Bevor wir uns die beiden Spin-off-Titel genauer ansehen, lassen Sie uns zunächst zusammenfassen, worum es bei Ace Attorney geht. Die Serie ist bekannt für ihre skurrilen Charaktere und dramatischen Handlungsstränge, die in alle möglichen Richtungen verlaufen. Dies wird besonders in den ikonischen Gerichtsverfahren der Spiele deutlich, bei denen Sie Zeugen befragen und Beweise zur richtigen Zeit präsentieren müssen, um Ihre unschuldigen Mandanten zu retten.
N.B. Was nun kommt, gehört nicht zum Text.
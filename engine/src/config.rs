//! Conversion engine configuration.

use converter_common::CurrencyCatalog;
use std::path::PathBuf;
use std::time::Duration;

/// Configuration for the engine service and the terminal front end.
#[derive(Debug, Clone)]
pub struct EngineConfig {
    /// Currency the form starts converting from.
    pub default_from: String,
    /// Currency the form starts converting to.
    pub default_to: String,
    /// Where favorites are persisted; in-memory when unset.
    pub favorites_path: Option<PathBuf>,
    /// Rate file written by the refresher.
    pub rates_path: PathBuf,
    /// Quiet period before a currency search query is evaluated.
    pub search_debounce: Duration,
    /// Capacity of the engine's event queue.
    pub event_buffer: usize,
    /// Log level.
    pub log_level: String,
}

impl Default for EngineConfig {
    fn default() -> Self {
        Self {
            default_from: "USD".to_string(),
            default_to: "PKR".to_string(),
            favorites_path: None,
            rates_path: PathBuf::from("rates.json"),
            search_debounce: Duration::from_millis(300),
            event_buffer: 64,
            log_level: "warn".to_string(),
        }
    }
}

impl EngineConfig {
    /// Load configuration from environment variables.
    pub fn from_env() -> Self {
        let mut config = Self::default();

        if let Ok(code) = std::env::var("DEFAULT_FROM_CURRENCY") {
            config.default_from = code.to_uppercase();
        }

        if let Ok(code) = std::env::var("DEFAULT_TO_CURRENCY") {
            config.default_to = code.to_uppercase();
        }

        if let Ok(path) = std::env::var("FAVORITES_PATH") {
            config.favorites_path = Some(PathBuf::from(path));
        }

        if let Ok(path) = std::env::var("RATES_PATH") {
            config.rates_path = PathBuf::from(path);
        }

        if let Ok(level) = std::env::var("LOG_LEVEL") {
            config.log_level = level;
        }

        config
    }

    /// Validate configuration against the catalog.
    pub fn validate(&self, catalog: &CurrencyCatalog) -> Result<(), String> {
        if !catalog.contains(&self.default_from) {
            return Err(format!("Unknown default from-currency {}", self.default_from));
        }

        if !catalog.contains(&self.default_to) {
            return Err(format!("Unknown default to-currency {}", self.default_to));
        }

        if self.event_buffer == 0 {
            return Err("Event buffer cannot be 0".to_string());
        }

        Ok(())
    }
}
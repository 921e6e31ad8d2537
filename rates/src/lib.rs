//! Currency Converter Rate Source
//!
//! Exchange rates relative to USD, refreshed once a day.
//!
//! # Features
//!
//! - Live snapshot feed the conversion engine subscribes to
//! - Rate provider trait with an exchangerate-api client
//! - Daily refresh job publishing to the feed and to a JSON file
//!
//! # Example
//!
//! ```rust,ignore
//! use converter_rates::{DailySchedule, ExchangeRateApiProvider, JsonFileRateStore, RefreshJob};
//!
//! let provider = ExchangeRateApiProvider::new(url, key, timeout)?;
//! let job = RefreshJob::new(Arc::new(provider), "USD")
//!     .with_publisher(Arc::new(JsonFileRateStore::new("rates.json")));
//!
//! job.run(DailySchedule::midnight(), shutdown_rx).await;
//! ```

pub mod config;
pub mod error;
pub mod feed;
pub mod job;
pub mod provider;
pub mod publisher;
pub mod schedule;
pub mod store;

pub use config::RefresherConfig;
pub use error::{RatesError, RatesResult};
pub use feed::{RateFeed, SnapshotReceiver};
pub use job::RefreshJob;
pub use provider::{ExchangeRateApiProvider, RateProvider};
pub use publisher::{RatePublication, RatePublisher};
pub use schedule::DailySchedule;
pub use store::{write_atomic, JsonFileRateStore};

#[cfg(any(test, feature = "test-utils"))]
pub use provider::MockRateProvider;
Aber die Serie hat auch einen, meiner Meinung nach, etwas weniger erfolgreichen Ermittlungsabschnitt, bei dem Sie sich auf die Verfahren vorbereiten, indem Sie Aussagen und Beweise sammeln. Diese Abschnitte erinnern an frühe japanische Adventure-Spiele aus den achtziger und neunziger Jahren, in denen Sie alle Gespräche erschöpfen und fast jedes Objekt auf dem Bildschirm untersuchen müssen, bis Sie zur nächsten Szene übergehen und alles von vorne beginnen müssen.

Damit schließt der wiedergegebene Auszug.